*Work required:* All lines in the material below that contain "public" should be located and copied.

Content starts

//! End-to-end report runs against a mock GitHub API

use mockito::Mock;
use orgaudit_core::config::AuditConfig;
use orgaudit_core::{CsvReportWriter, Email, Organization, PermissionLevel, ReportRow, Repository};
use orgaudit_github::{
    AuditObserver, AuditSummary, Auditor, AuthContext, FetchFailure, FetchScope, GitHubClient,
    RecordingSleeper, TracingObserver,
};
use orgaudit_testkit::fixtures::{
    collaborators_json, events_json, orgs_json, push_event, reader, repos_json, user_json, writer,
};
use orgaudit_testkit::{get_shared_mock_server, isolated_mock_server, page_query};
use std::sync::{Arc, Mutex};
use tracing::{Event, Level, Subscriber};
use tracing_subscriber::layer::{Context, Layer, SubscriberExt};

/// Observer that remembers what it was told
#[derive(Default)]
struct RecordingObserver {
    resolved: Vec<String>,
    started: Vec<String>,
    repositories_found: Vec<(String, usize)>,
    collaborators_added: Vec<(String, usize)>,
    failures: Vec<(FetchScope, u16)>,
    finished: Option<AuditSummary>,
}

impl AuditObserver for RecordingObserver {
    fn organizations_resolved(&mut self, organizations: &[Organization]) {
        self.resolved = organizations.iter().map(|o| o.login.clone()).collect();
    }

    fn organization_started(&mut self, organization: &Organization) {
        self.started.push(organization.login.clone());
    }

    fn repositories_found(&mut self, organization: &Organization, count: usize) {
        self.repositories_found.push((organization.login.clone(), count));
    }

    fn collaborators_added(&mut self, repository: &Repository, count: usize) {
        self.collaborators_added.push((repository.name.clone(), count));
    }

    fn fetch_failed(&mut self, scope: &FetchScope, failure: &FetchFailure) {
        self.failures.push((scope.clone(), failure.status));
    }

    fn finished(&mut self, summary: &AuditSummary) {
        self.finished = Some(summary.clone());
    }
}

fn config_for(base_url: &str) -> AuditConfig {
    let mut config = AuditConfig::default();
    config.api.base_url = base_url.to_string();
    config
}

fn client_for(config: &AuditConfig) -> GitHubClient {
    GitHubClient::new(AuthContext::new("test-token").unwrap(), config)
        .unwrap()
        .with_sleeper(RecordingSleeper::new())
}

/// Mocks a single-page repository listing (data page + empty page)
fn mock_repos(server: &mut mockito::Server, org: &str, names: &[&str]) -> Vec<Mock> {
    let path = format!("/orgs/{org}/repos");
    vec![
        server
            .mock("GET", path.as_str())
            .match_query(page_query(1, 100, &[]))
            .with_status(200)
            .with_body(repos_json(names))
            .create(),
        server
            .mock("GET", path.as_str())
            .match_query(page_query(2, 100, &[]))
            .with_status(200)
            .with_body("[]")
            .create(),
    ]
}

/// Mocks a single-page collaborator listing
fn mock_collaborators(
    server: &mut mockito::Server,
    org: &str,
    repo: &str,
    entries: &[serde_json::Value],
) -> Vec<Mock> {
    let path = format!("/repos/{org}/{repo}/collaborators");
    vec![
        server
            .mock("GET", path.as_str())
            .match_query(page_query(1, 100, &[("affiliation", "all")]))
            .with_status(200)
            .with_body(collaborators_json(entries))
            .create(),
        server
            .mock("GET", path.as_str())
            .match_query(page_query(2, 100, &[("affiliation", "all")]))
            .with_status(200)
            .with_body("[]")
            .create(),
    ]
}

/// Mocks a user with a profile email, or with an empty timeline when `None`
fn mock_user(server: &mut mockito::Server, login: &str, email: Option<&str>) -> Vec<Mock> {
    let mut mocks = vec![
        server
            .mock("GET", format!("/users/{login}").as_str())
            .with_status(200)
            .with_body(user_json(login, email))
            .create(),
    ];
    if email.is_none() {
        mocks.push(
            server
                .mock("GET", format!("/users/{login}/events/public").as_str())
                .with_status(200)
                .with_body("[]")
                .create(),
        );
    }
    mocks
}

#[test]
fn test_one_org_one_repo_two_collaborators() {
    let (url, _mocks) = {
        let mut server = get_shared_mock_server();
        let mut mocks = Vec::new();
        mocks.extend(mock_repos(&mut server, "audit-e2e", &["app"]));
        mocks.extend(mock_collaborators(
            &mut server,
            "audit-e2e",
            "app",
            &[writer("audit-e2e-alice"), reader("audit-e2e-bob")],
        ));
        mocks.extend(mock_user(&mut server, "audit-e2e-alice", Some("alice@example.com")));
        mocks.extend(mock_user(&mut server, "audit-e2e-bob", None));
        (server.url(), mocks)
    };

    let config = config_for(&url);
    let client = client_for(&config);
    let auditor = Auditor::new(&client, &config).unwrap();

    let mut sink = CsvReportWriter::new(Vec::new()).unwrap();
    let mut observer = RecordingObserver::default();
    let summary = auditor
        .run(&["audit-e2e".to_string()], &mut sink, &mut observer)
        .unwrap();

    assert_eq!(summary.rows, 2);
    assert_eq!(summary.emails_found, 1);
    assert_eq!(summary.failures, 0);

    let text = String::from_utf8(sink.into_inner().unwrap()).unwrap();
    assert_eq!(
        text,
        "Organization,Repo Name,User Name,Email,Permission\n\
         audit-e2e,app,audit-e2e-alice,alice@example.com,Write\n\
         audit-e2e,app,audit-e2e-bob,Not available,Read\n"
    );

    // Explicit organizations are not "resolved" from memberships
    assert!(observer.resolved.is_empty());
    assert_eq!(observer.repositories_found, vec![("audit-e2e".to_string(), 1)]);
    assert_eq!(observer.collaborators_added, vec![("app".to_string(), 2)]);
    assert_eq!(observer.finished, Some(summary));
}

#[test]
fn test_failing_organization_does_not_block_its_neighbours() {
    let (url, _mocks) = {
        let mut server = get_shared_mock_server();
        let mut mocks = Vec::new();
        mocks.extend(mock_repos(&mut server, "audit-org-a", &["a1"]));
        mocks.push(
            server
                .mock("GET", "/orgs/audit-org-b/repos")
                .match_query(page_query(1, 100, &[]))
                .with_status(403)
                .with_body(r#"{"message":"Must have admin rights"}"#)
                .create(),
        );
        mocks.extend(mock_repos(&mut server, "audit-org-c", &["c1"]));
        mocks.extend(mock_collaborators(&mut server, "audit-org-a", "a1", &[writer("audit-xa")]));
        mocks.extend(mock_collaborators(&mut server, "audit-org-c", "c1", &[reader("audit-xc")]));
        mocks.extend(mock_user(&mut server, "audit-xa", Some("xa@example.com")));
        mocks.extend(mock_user(&mut server, "audit-xc", Some("xc@example.com")));
        (server.url(), mocks)
    };

    let config = config_for(&url);
    let client = client_for(&config);
    let auditor = Auditor::new(&client, &config).unwrap();

    let orgs: Vec<String> = ["audit-org-a", "audit-org-b", "audit-org-c"]
        .iter()
        .map(|s| s.to_string())
        .collect();
    let mut rows: Vec<ReportRow> = Vec::new();
    let mut observer = RecordingObserver::default();
    let summary = auditor.run(&orgs, &mut rows, &mut observer).unwrap();

    let seen: Vec<(&str, &str)> = rows
        .iter()
        .map(|r| (r.organization.as_str(), r.username.as_str()))
        .collect();
    assert_eq!(seen, vec![("audit-org-a", "audit-xa"), ("audit-org-c", "audit-xc")]);
    assert_eq!(rows[0].permission, PermissionLevel::Write);
    assert_eq!(rows[1].permission, PermissionLevel::Read);

    assert_eq!(summary.organizations, 3);
    assert_eq!(summary.repositories, 2);
    assert_eq!(summary.failures, 1);
    assert_eq!(observer.started, orgs);
    assert_eq!(
        observer.failures,
        vec![(
            FetchScope::Repositories {
                organization: "audit-org-b".to_string()
            },
            403
        )]
    );
}

#[test]
fn test_failing_collaborator_listing_skips_only_that_repository() {
    let (url, _mocks) = {
        let mut server = get_shared_mock_server();
        let mut mocks = Vec::new();
        mocks.extend(mock_repos(&mut server, "audit-collab-fail", &["locked", "open"]));
        mocks.push(
            server
                .mock("GET", "/repos/audit-collab-fail/locked/collaborators")
                .match_query(page_query(1, 100, &[("affiliation", "all")]))
                .with_status(404)
                .with_body(r#"{"message":"Not Found"}"#)
                .create(),
        );
        mocks.extend(mock_collaborators(
            &mut server,
            "audit-collab-fail",
            "open",
            &[reader("audit-open-reader")],
        ));
        mocks.extend(mock_user(&mut server, "audit-open-reader", None));
        (server.url(), mocks)
    };

    let config = config_for(&url);
    let client = client_for(&config);
    let auditor = Auditor::new(&client, &config).unwrap();

    let mut rows: Vec<ReportRow> = Vec::new();
    let mut observer = RecordingObserver::default();
    let summary = auditor
        .run(&["audit-collab-fail".to_string()], &mut rows, &mut observer)
        .unwrap();

    assert_eq!(rows.len(), 1);
    assert_eq!(rows[0].repository, "open");
    assert_eq!(rows[0].email, Email::Unavailable);
    assert_eq!(summary.failures, 1);
    assert_eq!(
        observer.collaborators_added,
        vec![("locked".to_string(), 0), ("open".to_string(), 1)]
    );
}

#[test]
fn test_memberships_discovered_with_single_request() {
    let mut server = isolated_mock_server();
    let orgs = server
        .mock("GET", "/user/orgs")
        .with_status(200)
        .with_body(orgs_json(&["disc-one", "disc-two"]))
        .expect(1)
        .create();
    let _one = mock_repos(&mut server, "disc-one", &[]);
    let _two = mock_repos(&mut server, "disc-two", &[]);

    let config = config_for(&server.url());
    let client = client_for(&config);
    let auditor = Auditor::new(&client, &config).unwrap();

    let mut rows: Vec<ReportRow> = Vec::new();
    let mut observer = RecordingObserver::default();
    let summary = auditor.run(&[], &mut rows, &mut observer).unwrap();

    assert!(rows.is_empty());
    assert_eq!(observer.resolved, vec!["disc-one", "disc-two"]);
    assert_eq!(summary.organizations, 2);
    orgs.assert();
}

#[test]
fn test_membership_failure_yields_empty_report() {
    let mut server = isolated_mock_server();
    let _orgs = server
        .mock("GET", "/user/orgs")
        .with_status(401)
        .with_body(r#"{"message":"Bad credentials"}"#)
        .create();

    let config = config_for(&server.url());
    let client = client_for(&config);
    let auditor = Auditor::new(&client, &config).unwrap();

    let mut rows: Vec<ReportRow> = Vec::new();
    let mut observer = RecordingObserver::default();
    let summary = auditor.run(&[], &mut rows, &mut observer).unwrap();

    assert!(rows.is_empty());
    assert_eq!(summary.organizations, 0);
    assert_eq!(summary.failures, 1);
    assert_eq!(observer.failures, vec![(FetchScope::Organizations, 401)]);
}

#[test]
fn test_paginated_memberships_when_configured() {
    let mut server = isolated_mock_server();
    let first = server
        .mock("GET", "/user/orgs")
        .match_query(page_query(1, 100, &[]))
        .with_status(200)
        .with_body(orgs_json(&["paged-org"]))
        .expect(1)
        .create();
    let last = server
        .mock("GET", "/user/orgs")
        .match_query(page_query(2, 100, &[]))
        .with_status(200)
        .with_body("[]")
        .expect(1)
        .create();
    let _repos = mock_repos(&mut server, "paged-org", &[]);

    let mut config = config_for(&server.url());
    config.api.paginate_memberships = true;
    let client = client_for(&config);
    let auditor = Auditor::new(&client, &config).unwrap();

    let mut rows: Vec<ReportRow> = Vec::new();
    let summary = auditor
        .run(&[], &mut rows, &mut RecordingObserver::default())
        .unwrap();

    assert_eq!(summary.organizations, 1);
    first.assert();
    last.assert();
}

#[test]
fn test_timeline_email_used_in_rows() {
    let (url, _mocks) = {
        let mut server = get_shared_mock_server();
        let mut mocks = Vec::new();
        mocks.extend(mock_repos(&mut server, "audit-timeline", &["svc"]));
        mocks.extend(mock_collaborators(
            &mut server,
            "audit-timeline",
            "svc",
            &[writer("audit-pusher")],
        ));
        mocks.push(
            server
                .mock("GET", "/users/audit-pusher")
                .with_status(200)
                .with_body(user_json("audit-pusher", None))
                .create(),
        );
        mocks.push(
            server
                .mock("GET", "/users/audit-pusher/events/public")
                .with_status(200)
                .with_body(events_json(&[
                    push_event(&["9+audit-pusher@users.noreply.github.com"]),
                    push_event(&["pusher@corp.example"]),
                ]))
                .create(),
        );
        (server.url(), mocks)
    };

    let config = config_for(&url);
    let client = client_for(&config);
    let auditor = Auditor::new(&client, &config).unwrap();

    let mut rows: Vec<ReportRow> = Vec::new();
    auditor
        .run(&["audit-timeline".to_string()], &mut rows, &mut RecordingObserver::default())
        .unwrap();

    assert_eq!(rows.len(), 1);
    assert_eq!(rows[0].email, Email::Found("pusher@corp.example".to_string()));
}

/// Layer that records the level of every event
#[derive(Clone, Default)]
struct LevelRecorder(Arc<Mutex<Vec<Level>>>);

impl<S: Subscriber> Layer<S> for LevelRecorder {
    fn on_event(&self, event: &Event<'_>, _ctx: Context<'_, S>) {
        self.0.lock().unwrap().push(*event.metadata().level());
    }
}

#[test]
fn test_failed_listing_warns_once() {
    let (url, _mock) = {
        let mut server = get_shared_mock_server();
        let mock = server
            .mock("GET", "/orgs/audit-warn-once/repos")
            .match_query(page_query(1, 100, &[]))
            .with_status(403)
            .with_body(r#"{"message":"Forbidden"}"#)
            .create();
        (server.url(), mock)
    };

    let config = config_for(&url);
    let client = client_for(&config);
    let auditor = Auditor::new(&client, &config).unwrap();

    let recorder = LevelRecorder::default();
    let subscriber = tracing_subscriber::registry().with(recorder.clone());
    let summary = tracing::subscriber::with_default(subscriber, || {
        let mut rows: Vec<ReportRow> = Vec::new();
        auditor
            .run(&["audit-warn-once".to_string()], &mut rows, &mut TracingObserver)
            .unwrap()
    });

    assert_eq!(summary.failures, 1);
    let warnings = recorder
        .0
        .lock()
        .unwrap()
        .iter()
        .filter(|level| **level == Level::WARN)
        .count();
    assert_eq!(warnings, 1);
}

Content ends

*Answer to this task:*
                .mock("GET", format!("/users/{login}/events/public").as_str())
                .mock("GET", "/users/audit-pusher/events/public")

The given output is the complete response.